(Dataset items)
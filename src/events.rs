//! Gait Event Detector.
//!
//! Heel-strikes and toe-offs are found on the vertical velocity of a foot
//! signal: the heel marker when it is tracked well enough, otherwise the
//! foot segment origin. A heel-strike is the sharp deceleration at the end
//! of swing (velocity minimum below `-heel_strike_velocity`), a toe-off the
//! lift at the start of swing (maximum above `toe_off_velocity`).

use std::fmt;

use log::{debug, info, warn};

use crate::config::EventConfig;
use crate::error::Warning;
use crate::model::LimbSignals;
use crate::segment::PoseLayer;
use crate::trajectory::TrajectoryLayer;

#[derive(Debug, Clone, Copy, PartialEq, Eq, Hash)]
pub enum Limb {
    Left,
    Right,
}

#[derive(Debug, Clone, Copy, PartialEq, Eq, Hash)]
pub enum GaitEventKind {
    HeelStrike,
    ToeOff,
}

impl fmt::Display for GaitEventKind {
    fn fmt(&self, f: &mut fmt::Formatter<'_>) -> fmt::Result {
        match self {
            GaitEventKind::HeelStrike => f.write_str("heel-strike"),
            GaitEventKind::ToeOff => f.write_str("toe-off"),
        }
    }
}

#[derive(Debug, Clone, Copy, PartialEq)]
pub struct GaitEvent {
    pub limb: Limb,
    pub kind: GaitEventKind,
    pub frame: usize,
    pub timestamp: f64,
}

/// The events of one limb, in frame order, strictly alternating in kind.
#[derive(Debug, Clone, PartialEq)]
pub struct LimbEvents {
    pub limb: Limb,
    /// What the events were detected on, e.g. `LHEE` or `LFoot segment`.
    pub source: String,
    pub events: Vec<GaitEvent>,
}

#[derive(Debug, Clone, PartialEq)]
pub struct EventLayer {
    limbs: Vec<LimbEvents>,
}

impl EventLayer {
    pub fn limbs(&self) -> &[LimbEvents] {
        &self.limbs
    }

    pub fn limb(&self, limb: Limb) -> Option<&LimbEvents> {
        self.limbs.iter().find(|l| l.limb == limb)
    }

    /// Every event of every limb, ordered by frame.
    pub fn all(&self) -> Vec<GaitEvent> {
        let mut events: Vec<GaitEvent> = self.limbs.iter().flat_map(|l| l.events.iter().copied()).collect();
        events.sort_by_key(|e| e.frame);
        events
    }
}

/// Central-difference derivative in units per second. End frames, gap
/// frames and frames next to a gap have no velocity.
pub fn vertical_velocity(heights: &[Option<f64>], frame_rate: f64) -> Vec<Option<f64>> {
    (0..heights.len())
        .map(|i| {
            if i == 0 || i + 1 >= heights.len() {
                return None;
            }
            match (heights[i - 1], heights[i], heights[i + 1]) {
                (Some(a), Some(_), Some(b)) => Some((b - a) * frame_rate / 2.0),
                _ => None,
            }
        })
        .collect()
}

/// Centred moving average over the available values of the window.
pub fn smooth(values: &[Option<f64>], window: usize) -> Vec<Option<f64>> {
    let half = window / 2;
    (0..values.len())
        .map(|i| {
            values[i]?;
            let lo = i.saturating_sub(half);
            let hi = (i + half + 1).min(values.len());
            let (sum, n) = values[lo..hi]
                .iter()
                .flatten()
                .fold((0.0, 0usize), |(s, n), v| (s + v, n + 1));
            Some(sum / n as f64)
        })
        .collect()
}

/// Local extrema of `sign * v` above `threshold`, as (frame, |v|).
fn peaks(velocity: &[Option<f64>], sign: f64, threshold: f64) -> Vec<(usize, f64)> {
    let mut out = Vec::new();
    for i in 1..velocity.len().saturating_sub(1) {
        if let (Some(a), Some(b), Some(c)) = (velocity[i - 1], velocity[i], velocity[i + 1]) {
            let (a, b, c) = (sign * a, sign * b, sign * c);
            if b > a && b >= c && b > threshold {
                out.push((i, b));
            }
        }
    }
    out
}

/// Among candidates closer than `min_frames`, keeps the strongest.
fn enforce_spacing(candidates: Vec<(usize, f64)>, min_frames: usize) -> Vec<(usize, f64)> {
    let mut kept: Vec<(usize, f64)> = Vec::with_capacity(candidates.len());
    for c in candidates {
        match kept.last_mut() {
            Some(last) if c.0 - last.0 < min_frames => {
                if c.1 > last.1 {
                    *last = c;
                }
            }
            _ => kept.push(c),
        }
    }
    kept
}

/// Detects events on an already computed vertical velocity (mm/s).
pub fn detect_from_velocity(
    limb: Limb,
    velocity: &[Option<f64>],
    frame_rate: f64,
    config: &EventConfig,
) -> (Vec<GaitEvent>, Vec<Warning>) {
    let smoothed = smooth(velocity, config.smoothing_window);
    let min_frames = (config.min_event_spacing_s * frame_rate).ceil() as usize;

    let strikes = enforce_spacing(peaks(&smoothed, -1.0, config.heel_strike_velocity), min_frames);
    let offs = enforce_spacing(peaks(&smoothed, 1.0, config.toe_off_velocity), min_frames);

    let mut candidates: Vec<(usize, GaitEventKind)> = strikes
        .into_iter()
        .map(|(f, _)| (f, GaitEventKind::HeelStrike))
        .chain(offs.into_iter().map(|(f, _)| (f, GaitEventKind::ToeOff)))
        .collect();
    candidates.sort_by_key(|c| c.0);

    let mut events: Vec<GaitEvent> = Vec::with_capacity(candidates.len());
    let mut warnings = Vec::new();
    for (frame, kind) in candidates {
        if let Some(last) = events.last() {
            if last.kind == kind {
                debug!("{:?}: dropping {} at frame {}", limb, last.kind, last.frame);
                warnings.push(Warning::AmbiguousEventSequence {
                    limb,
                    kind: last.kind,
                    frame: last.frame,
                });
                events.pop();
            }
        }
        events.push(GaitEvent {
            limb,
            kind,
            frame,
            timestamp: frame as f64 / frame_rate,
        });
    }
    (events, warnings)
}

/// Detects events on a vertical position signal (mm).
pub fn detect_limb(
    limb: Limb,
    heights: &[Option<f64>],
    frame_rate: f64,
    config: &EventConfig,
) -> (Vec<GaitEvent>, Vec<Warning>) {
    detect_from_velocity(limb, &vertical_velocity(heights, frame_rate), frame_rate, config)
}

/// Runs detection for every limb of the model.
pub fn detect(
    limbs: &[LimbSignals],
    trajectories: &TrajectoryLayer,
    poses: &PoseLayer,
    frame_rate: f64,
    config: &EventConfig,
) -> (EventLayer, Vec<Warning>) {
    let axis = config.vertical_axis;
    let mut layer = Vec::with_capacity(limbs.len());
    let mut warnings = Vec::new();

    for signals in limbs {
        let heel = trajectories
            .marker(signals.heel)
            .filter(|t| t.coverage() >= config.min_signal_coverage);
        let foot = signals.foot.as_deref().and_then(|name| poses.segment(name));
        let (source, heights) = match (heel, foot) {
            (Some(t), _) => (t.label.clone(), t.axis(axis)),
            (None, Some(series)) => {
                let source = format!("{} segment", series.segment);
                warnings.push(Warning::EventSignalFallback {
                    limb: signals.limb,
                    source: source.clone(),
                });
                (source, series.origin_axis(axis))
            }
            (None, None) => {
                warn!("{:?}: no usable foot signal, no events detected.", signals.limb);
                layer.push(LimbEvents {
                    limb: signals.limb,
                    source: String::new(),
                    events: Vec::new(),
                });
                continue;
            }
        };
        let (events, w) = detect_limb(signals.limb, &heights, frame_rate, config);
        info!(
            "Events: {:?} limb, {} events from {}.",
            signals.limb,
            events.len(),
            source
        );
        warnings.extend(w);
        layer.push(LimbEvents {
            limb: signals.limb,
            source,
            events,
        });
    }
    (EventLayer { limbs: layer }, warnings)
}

Try it:
Look through the data above. Copy every line with the string "Detects" in it.

Solution to this exercise:
/// Detects events on an already computed vertical velocity (mm/s).
/// Detects events on a vertical position signal (mm).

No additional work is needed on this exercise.